Target name represents mean from two probes. Immune-related unigenes are in bold.

Given the high proportion of immune-related genes among genes regulated after baculovirus infection (by both viruses), an immune-related gene search was performed for each virus separately (Fig. 2). Immune-related unigenes were selected based on the relationship of their gene ontology terms with immune responses as well as their sequence homology to known immune-related genes. The immune-related genes that were identified constitute about 1% (263) of all unigenes represented on the Sexi-array. Many of these immune-related unigenes are regulated after SeMNPV and AcMNPV infection, with 136 unigenes and 89 unigenes showing expression differences, respectively. The majority of the immune-related unigenes were found to be down-regulated, with 72% (98 unigenes) and 100% (89 unigenes) down-regulated after SeMNPV and AcMNPV infections, respectively. The list of immune-related unigenes and their differential regulation fold-change values are presented in Supplementary Table S8.

Figure 2

Proportion of unigenes and immune-related unigenes regulated in response to baculovirus infection at 36 hpi.

Color code: blue – total number of unigenes represented in Sexi-array, green – down-regulated unigenes, red – up-regulated unigenes, yellow – total number of immune-related unigenes present in the Sexi-array. The size of the circle reflects the number of unigenes that it represents.

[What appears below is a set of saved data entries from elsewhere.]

//! E2E Wave 2: Content Verification
//!
//! Tests for exact comparison, whitespace handling and per-file errors.

use crate::common::{
    create_correct_file, create_test_file, power_of_two, run_in_memory, run_with_config, test_dir,
};
use powcheck_core::{Exponent, RunConfig, RunVerdict, Verdict, Verifier};

/// E2E Test 1: Correct content passes across a spread of exponents
#[test]
fn e2e_correct_content_passes() {
    let temp = test_dir();
    for n in [0u32, 1, 2, 10, 63, 64, 65, 127, 500, 1000, 4000] {
        let path = create_correct_file(temp.path(), &format!("pow{}.txt", n), n);
        let outcome = Verifier::default().verify_file(&path, &Exponent::from(u64::from(n)));
        assert_eq!(outcome.verdict, Verdict::Pass, "2^{} should pass", n);
    }
}

/// E2E Test 2: Any other content fails with expected and trimmed actual
#[test]
fn e2e_wrong_content_fails() {
    let temp = test_dir();
    let cases = [
        (5u32, "33"),
        (10, "  1025\n"),
        (20, "1048576.0"),
        (3, "0008"),
        (64, "18446744073709551615"),
    ];
    for (n, content) in cases {
        let path = create_test_file(temp.path(), &format!("w{}.txt", n), content);
        let outcome = Verifier::default().verify_file(&path, &Exponent::from(u64::from(n)));
        assert_eq!(outcome.verdict, Verdict::Fail);
        assert_eq!(outcome.expected, power_of_two(n));
        assert_eq!(outcome.actual, content.trim());
    }
}

/// E2E Test 3: Empty file fails with empty actual content
#[test]
fn e2e_empty_file_fails() {
    let temp = test_dir();
    create_test_file(temp.path(), "e9.txt", "");

    let captured = run_in_memory(temp.path(), true);
    let outcome = captured.outcome.unwrap();
    assert_eq!(outcome.verdict, RunVerdict::SomeFailed);
    assert_eq!(captured.lines[0], "Error: file e9.txt does not match.");
    assert_eq!(captured.lines[1], "  expected: 2^9 = 512... (truncated)");
    assert_eq!(captured.lines[2], "  actual:   ... (truncated)");
}

/// E2E Test 4: Undecodable file is a counted failure with its error surfaced
#[test]
fn e2e_undecodable_file_is_counted_failure() {
    let temp = test_dir();
    let path = temp.path().join("bad4.txt");
    std::fs::write(&path, [0xc3, 0x28]).unwrap();
    create_correct_file(temp.path(), "good4.txt", 4);

    let captured = run_in_memory(temp.path(), true);
    let outcome = captured.outcome.unwrap();

    assert_eq!(outcome.tally.checked(), 2);
    assert_eq!(outcome.tally.failed().len(), 1);
    assert_eq!(outcome.tally.failed()[0].path, "bad4.txt");
    assert!(captured.lines[0].starts_with("Error: a problem occurred while processing bad4.txt: "));
    assert_eq!(captured.lines[1], "File good4.txt is correct");
}

/// E2E Test 5: Dangling symlinks are not candidates
#[cfg(unix)]
#[test]
fn e2e_dangling_symlink_does_not_abort() {
    let temp = test_dir();
    std::os::unix::fs::symlink(temp.path().join("gone"), temp.path().join("a1.txt")).unwrap();
    create_correct_file(temp.path(), "b2.txt", 2);

    let outcome = run_in_memory(temp.path(), true).outcome.unwrap();
    // dangling links are not regular files and are not discovered
    assert_eq!(outcome.tally.checked(), 1);
    assert!(outcome.all_correct());
}

/// E2E Test 6: Thousands of digits compare exactly
#[test]
fn e2e_large_exponent() {
    let temp = test_dir();
    create_correct_file(temp.path(), "big20000.txt", 20_000);

    let mut off_by_one = power_of_two(20_000).into_bytes();
    let last = off_by_one.len() - 1;
    off_by_one[last] = if off_by_one[last] == b'6' { b'7' } else { b'6' };
    create_test_file(
        temp.path(),
        "bad20000.txt",
        std::str::from_utf8(&off_by_one).unwrap(),
    );

    let outcome = run_in_memory(temp.path(), true).outcome.unwrap();
    assert_eq!(outcome.tally.passed().len(), 1);
    assert_eq!(outcome.tally.failed().len(), 1);
    assert_eq!(outcome.tally.failed()[0].path, "bad20000.txt");
}

/// E2E Test 7: An exponent too large to expand is a counted failure, not an abort
#[test]
fn e2e_unexpandable_exponent_is_counted_failure() {
    let temp = test_dir();
    create_test_file(temp.path(), "a1.txt", "2");
    create_test_file(temp.path(), "x1099511627776.txt", "0");

    let captured = run_in_memory(temp.path(), true);
    let outcome = captured.outcome.unwrap();

    assert_eq!(outcome.verdict, RunVerdict::SomeFailed);
    assert_eq!(outcome.tally.checked(), 2);
    assert_eq!(outcome.tally.passed()[0].path, "a1.txt");
    assert_eq!(outcome.tally.failed()[0].path, "x1099511627776.txt");
    assert_eq!(captured.lines[0], "File a1.txt is correct");
    assert_eq!(captured.lines[1], "Error: file x1099511627776.txt does not match.");

    let report = captured.report.unwrap();
    assert!(report.contains("OK: 1\nNG: 1\n"));
    assert!(report.ends_with("1099511627776: x1099511627776.txt\n"));
}

/// E2E Test 8: Content of plausible length beyond the budget is an error verdict
#[test]
fn e2e_expansion_budget_yields_error() {
    let temp = test_dir();
    create_correct_file(temp.path(), "a3.txt", 3);
    create_correct_file(temp.path(), "p10000.txt", 10_000);

    let config = RunConfig::builder()
        .root(temp.path())
        .max_expansion_bytes(1_000)
        .build()
        .unwrap();
    let captured = run_with_config(&config);
    let outcome = captured.outcome.unwrap();

    assert_eq!(outcome.tally.checked(), 2);
    assert_eq!(outcome.tally.passed()[0].path, "a3.txt");
    assert_eq!(outcome.tally.failed()[0].path, "p10000.txt");
    assert_eq!(
        captured.lines[1],
        "Error: a problem occurred while processing p10000.txt: Exponent 10000 is too large to expand"
    );
}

In vivo validation of selected genes by qRT-PCR

To validate the microarray results and extend them to in vivo conditions, 13 genes differentially regulated in Se301 after viral infection (several antimicrobial peptides, a pattern recognition protein, a phenoloxidase activating enzyme and a lectin) were selected; the response of these 13 genes to the viral infection was tested by qRT-PCR. Given that many immune-related genes are differentially regulated, which is generally attributed to insect defense against bacterial and fungal infections, we extended this study to two groups of larvae: one harboring laboratory levels of microbiota (referred to here as “with microbiota”) and another lacking microbiota (referred to here as “w/o microbiota”). Larvae “with microbiota” were reared on standard artificial diet [47] lacking antibiotics to maintain their natural laboratory microbiota levels, while larvae “w/o microbiota” were reared on the standard artificial diet supplemented with 0.2 g/l streptomycin; this supplement has previously been shown to remove a major part of culturable bacteria from the gut [28]. We also selected genes known to be involved in Toll and Imd pathways, and the JAK-STAT signalling pathway, the three main immune signalling pathways. Hypothesizing that gut tissue is where microbiota are located and interact with the insect, we searched for selected genes in larval guts using qRT-PCR.

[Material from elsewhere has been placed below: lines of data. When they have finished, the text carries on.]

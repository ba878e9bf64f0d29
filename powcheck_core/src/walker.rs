//! Directory walker.
//!
//! Enumerates candidate files under a root folder. Traversal is top-down and
//! deterministic: entries of each directory are visited in file-name order,
//! and a directory's files come before the contents of its subdirectories.

use std::ffi::OsStr;
use std::fs;
use std::io;
use std::path::{Path, PathBuf};

use crate::error::{PowCheckError, Result};

/// Lists files under `root` whose name ends in `.{extension}`.
///
/// With `recursive` unset only the root's immediate entries are considered.
/// Symlinked directories are not descended into. A subdirectory that cannot
/// be read is logged and skipped. Names that are not valid UTF-8 are matched
/// lossily and logged.
///
/// # Errors
///
/// Returns [`PowCheckError::InvalidRoot`] if `root` is not a directory, or an
/// I/O error if the root itself cannot be listed.
pub fn discover(root: &Path, recursive: bool, extension: &str) -> Result<Vec<PathBuf>> {
    if !root.is_dir() {
        return Err(PowCheckError::InvalidRoot(root.to_path_buf()));
    }

    let suffix = format!(".{}", extension.trim_start_matches('.'));
    let mut found = Vec::new();
    scan_directory(root, recursive, &suffix, &mut found)?;

    tracing::debug!(root = %root.display(), count = found.len(), "directory scan complete");
    Ok(found)
}

fn scan_directory(dir: &Path, recursive: bool, suffix: &str, found: &mut Vec<PathBuf>) -> io::Result<()> {
    let mut entries = fs::read_dir(dir)?.collect::<io::Result<Vec<_>>>()?;
    entries.sort_by_key(|entry| entry.file_name());

    let mut subdirs = Vec::new();
    for entry in entries {
        let path = entry.path();
        let file_type = entry.file_type()?;

        if file_type.is_dir() {
            if recursive {
                subdirs.push(path);
            }
            continue;
        }

        let is_file = file_type.is_file() || (file_type.is_symlink() && path.is_file());
        if is_file && has_suffix(&entry.file_name(), suffix) {
            tracing::debug!(path = %path.display(), "discovered candidate");
            found.push(path);
        }
    }

    for subdir in subdirs {
        if let Err(e) = scan_directory(&subdir, recursive, suffix, found) {
            tracing::warn!(dir = %subdir.display(), error = %e, "skipping unreadable directory");
        }
    }

    Ok(())
}

fn has_suffix(name: &OsStr, suffix: &str) -> bool {
    if let Some(name) = name.to_str() {
        return name.ends_with(suffix);
    }
    let lossy = name.to_string_lossy();
    tracing::warn!(name = %lossy, "file name is not valid UTF-8");
    lossy.ends_with(suffix)
}
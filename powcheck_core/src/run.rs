//! Run orchestration.
//!
//! A run moves through [`RunState::Scanning`], [`RunState::Verifying`],
//! [`RunState::Reporting`] and ends in [`RunState::Done`]. An invalid root goes
//! straight from scanning to [`RunState::Failed`] without producing a report;
//! a report the sink rejects moves reporting to [`RunState::Failed`].

use std::time::Instant;

use chrono::Local;

use crate::aggregate::{RunVerdict, Tally};
use crate::config::RunConfig;
use crate::environment::EnvironmentProbe;
use crate::error::Result;
use crate::report::{self, Narrator, ReportSink, RunSummary};
use crate::types::CandidateFile;
use crate::verify::Verifier;
use crate::walker;

/// Lifecycle of a run.
#[derive(Clone, Copy, Debug, PartialEq, Eq)]
pub enum RunState {
    /// Enumerating candidate files
    Scanning,
    /// Checking file contents
    Verifying,
    /// Writing the report
    Reporting,
    /// Report written
    Done,
    /// Aborted without a written report
    Failed,
}

/// Result of a completed run.
#[derive(Clone, Debug)]
pub struct RunOutcome {
    /// Overall verdict
    pub verdict: RunVerdict,
    /// Per-file tally
    pub tally: Tally,
    /// Summary written to the report, absent when nothing was checked
    pub summary: Option<RunSummary>,
}

impl RunOutcome {
    /// Whether every checked file passed and at least one was checked.
    pub fn all_correct(&self) -> bool {
        self.verdict.is_success()
    }
}

/// Drives one verification run.
pub struct Runner<'a> {
    config: &'a RunConfig,
    probe: &'a dyn EnvironmentProbe,
    state: RunState,
}

impl<'a> Runner<'a> {
    /// Creates a runner for `config`, taking host facts from `probe`.
    pub fn new(config: &'a RunConfig, probe: &'a dyn EnvironmentProbe) -> Self {
        Self {
            config,
            probe,
            state: RunState::Scanning,
        }
    }

    /// Current state.
    pub fn state(&self) -> RunState {
        self.state
    }

    fn transition(&mut self, next: RunState) {
        tracing::info!(from = ?self.state, to = ?next, "run state change");
        self.state = next;
    }

    /// Executes the run.
    ///
    /// # Errors
    ///
    /// Fails if the root is not a readable directory, in which case no report
    /// is written, or if the report sink rejects the report.
    pub fn execute(
        &mut self,
        narrator: &mut dyn Narrator,
        sink: &mut dyn ReportSink,
    ) -> Result<RunOutcome> {
        let config = self.config;
        let environment = self.probe.snapshot();
        let started_at = Local::now();
        let timer = Instant::now();

        let paths = match walker::discover(&config.root, config.recursive, &config.extension) {
            Ok(paths) => paths,
            Err(e) => {
                self.transition(RunState::Failed);
                narrator.line(&format!("Error: {}", e));
                return Err(e);
            }
        };

        self.transition(RunState::Verifying);
        let verifier = Verifier::new(config.max_expansion_bytes);
        let mut tally = Tally::new();
        for path in paths {
            let candidate = CandidateFile::new(&config.root, path);
            match verifier.verify_candidate(&candidate) {
                Some(result) => {
                    report::narrate_result(narrator, &result, config.preview_chars);
                    tally.record(&result);
                }
                None => {
                    tracing::warn!(path = %candidate.relative, "no exponent in file name");
                    report::narrate_skip(narrator, &candidate.relative);
                    tally.skip(candidate.relative);
                }
            }
        }
        let elapsed = timer.elapsed();

        self.transition(RunState::Reporting);
        let verdict = tally.verdict();
        let summary = if verdict == RunVerdict::NothingChecked {
            narrator.line("Warning: no checkable text files were found.");
            self.finalize(sink, &report::render_empty_report())?;
            None
        } else {
            let summary = RunSummary::new(
                started_at,
                &config.root,
                config.recursive,
                elapsed,
                &tally,
                environment,
            );
            self.finalize(sink, &report::render_report(&summary))?;
            narrator.line("");
            narrator.line(&format!("Results saved to {}", sink.location()));
            Some(summary)
        };

        self.transition(RunState::Done);
        tracing::info!(
            checked = tally.checked(),
            passed = tally.passed().len(),
            failed = tally.failed().len(),
            skipped = tally.skipped().len(),
            "run complete"
        );

        Ok(RunOutcome { verdict, tally, summary })
    }

    fn finalize(&mut self, sink: &mut dyn ReportSink, contents: &str) -> Result<()> {
        sink.finalize(contents).inspect_err(|e| {
            tracing::error!(location = %sink.location(), error = %e, "report rejected");
            self.transition(RunState::Failed);
        })
    }
}

/// Runs verification with `config`, narrating to `narrator` and writing the
/// report to `sink`.
pub fn run(
    config: &RunConfig,
    probe: &dyn EnvironmentProbe,
    narrator: &mut dyn Narrator,
    sink: &mut dyn ReportSink,
) -> Result<RunOutcome> {
    Runner::new(config, probe).execute(narrator, sink)
}
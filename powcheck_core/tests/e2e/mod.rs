//! E2E Tests for powcheck
//!
//! End-to-end tests organized by waves.

pub mod wave_01_discovery;
pub mod wave_02_verification;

Most of the selected unigenes showed the same patterns of regulation in infected S. exigua guts (Fig. 3A). In the genes studied, the biggest change was observed for the prophenoloxidase-activating enzyme. The peptidoglycan recognition protein (PGRP) and the β-glucan recognition protein (β-GRP) as well as antimicrobial effectors attacin and cecropin B also displayed clear down-regulation upon baculovirus exposure. Gloverin was down-regulated by infection in cell culture but no regulation in the larval gut tissue was observed. Among the three immune signalling pathway genes assayed in infected larvae, only the Imd gene was found to be down-regulated. Although the expression pattern was similar in larvae with and without microbiota, the level of regulation was in general stronger in larvae with microbiota.

Figure 3

Immune-related genes expression and bacterial loads in the gut of infected S. exigua larvae.

(A) In vivo validation of microarray data with qRT-PCR. Abbreviations: βGRP: beta-1,3-glucan recognition protein; PGRP: peptidoglycan recognition protein; PPO act.enz.: prophenoloxidase activating enzyme; G prot rec.: G protein receptor; Tin-ag-RP: tubulointerstitial nephritis antigen precursor. The expression of each gene in the gut of infected larvae was compared to its control in the gut of uninfected larvae. Each bar represents mean fold-change ±SD of three independent experiments, means were analyzed with t-tests, * p<0.05, ** p<0.01. (B) Bacterial loads in the midguts of S. exigua larvae with microbiota infected with SeMNPV in comparison to non-infected controls. Each point represents the number of bacteria per replicate (5 guts) and horizontal lines indicate the means; means were compared with the Mann Whitney test, **p<0.01.

Increase in bacterial load in the gut of baculovirus-infected insects

A decrease in the expression level of immune-related transcripts, including immune response effectors such as antimicrobial peptides known to target bacteria, suggested that viral infection could be impacting the intestinal microbiota homeostasis. To test this hypothesis, S. exigua larvae were infected with SeMNPV, and culturable bacterial loads were determined and compared to the non-infected controls. A diet without antibiotics was used in this experiment to avoid the effects of antibiotics on viral infection. A significant increase (18.2-fold) in the intestinal bacterial loads was observed in the larvae infected with SeMNPV, in comparison to non-infected controls (Fig. 3B). Two types of bacterial colonies were observed among the culturable bacteria from the gut of S. exigua. 16S rRNA typing of these colonies revealed that they belong to the Enterococcus and Enterobacter genera, with approximately 100-fold higher counts for Enterococcus. In order to discount the possibility that bacteria could be leaking from the gut into the hemolymph due to the viral infection and lead to the observed differences in gene expression, we have also tested the bacteria in the hemolymph of our larval samples (data not shown). No significant differences in bacterial counts were observed between infected and control larvae.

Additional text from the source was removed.